Joshua Gill | Religion Reporter
Terrorists killed more than 200 Catholic worshipers and tourists on Easter Sunday morning in Sri Lanka with coordinated bombing attacks on churches and hotels.
The first explosion ripped through St. Sebastian’s Church in the city of Negombo at 8:45 a.m. local time during an Easter service, with deadly blasts following in St. Anthony’s Shrine in the city of Colombo and Zion Church in Batticaloa, The New York Times reported. Members of St. Sebastian posted photos of the aftermath on Facebook, showing a sanctuary strewn with rubble, blood and the wounded.
Bombs also detonated in the hotels Shangri-La, the Kingsbury and the Cinnamon Grand. (RELATED: Filipino Catholics Literally Crucify Themselves On Good Friday)
— Daniel Alexander (@daniel86cricket) April 21, 2019
3 churches, 3 hotels attacked in Colombo, #SriLanka on #EasterSunday.#Christian community attacked!
Explosions at :
St. Anthony’s Church, Kochchikade
St.Sebastian’s Church, Katuwapitiya
Church in Batticaloa
Shangri La hotel
Cinnamon Grand Hotel pic.twitter.com/yYI8OUwoPK
— Geeta Mohan گیتا موہن गीता मोहन (@Geeta_Mohan) April 21, 2019
The death toll in Sri Lanka rose to 207 people with 450 others admitted to hospitals with injuries Sunday, according to police spokesman Ruwan Gunasekera.
“It was a river of blood,” said N. A. Sumanapala, a shopkeeper working near St. Sebastian’s who rushed to help survivors, according to NYT. “The priest came out and he was covered in blood.”
Sri Lankan authorities said it remains unclear who is responsible for the attacks, though they appear to have been coordinated and may have been carried out by suicide bombers.
The massive attack shattered the relative peace that Sri Lanka enjoyed since its long running civil war ended in 2009. While there have been other attacks on occasion, Sunday’s reached a new level of decimation.
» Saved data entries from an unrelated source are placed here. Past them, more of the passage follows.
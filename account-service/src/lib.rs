//! Account Service
//!
//! Admin accounts of the church website: storage, credential checks and
//! token issuance. The HTTP layer calls it in-process through
//! [`AccountService`], which receives its repository at construction time.

pub mod models;
pub mod mysql;
pub mod password;
pub mod repository;
pub mod service;

pub use models::{
    Account, AccountChanges, AccountStatus, AccountView, CreateAccount, NewAccount,
    ProfileChanges, ProfileView,
};
pub use mysql::MySqlAccountRepository;
pub use repository::{AccountRepository, AdminGuarded, InMemoryAccountRepository};
pub use service::{AccountService, LoginOutcome, DEFAULT_EMAIL_DOMAIN};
News of the explosions prompted other churches to shut down their Easter services and evacuate their buildings. Soldiers blocked off roads, volunteers rushed to donate blood and ambulances raced to tend the wounded all over Sri Lanka.
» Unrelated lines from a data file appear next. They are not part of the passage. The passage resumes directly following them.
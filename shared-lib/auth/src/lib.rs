//! Authentication and authorization library for the church API.
//!
//! Identities are frozen into signed tokens at login and decoded again on
//! every request without consulting the account store. The admin gate is the
//! single place mutating operations are authorized.

mod claims;
mod gate;
mod identity;
mod token;

pub use claims::{Claims, Role};
pub use gate::{authorize_admin, is_admin, raw_is_admin};
pub use identity::{decode_identity, encode_identity, validate_username, Identity, IDENTITY_DELIMITER};
pub use token::{authenticate, decode_token, encode_token, issue_token, JwtConfig};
“Our phones were on silent, but one guy got a text about the bomb blast,” said Ranil Thilkaratne, who was attending service at a church in Colombo. “Then he alerted the priest. We stopped the service and moved out.”
Prime Minister Ranil Wickremesinghe, who is leading Sri Lanka’s government while President Maithripala Sirisena is overseas, condemned the attack and urged the public not to disseminate any misinformation as officials carry out their investigation of the bombings.
I strongly condemn the cowardly attacks on our people today. I call upon all Sri Lankans during this tragic time to remain united and strong. Please avoid propagating unverified reports and speculation. The government is taking immediate steps to contain this situation.
— Ranil Wickremesinghe (@RW_UNP) April 21, 2019
Internet transmission reportedly slowed all over Sri Lanka following the attacks in what could be a government attempt to stem the tide of speculation.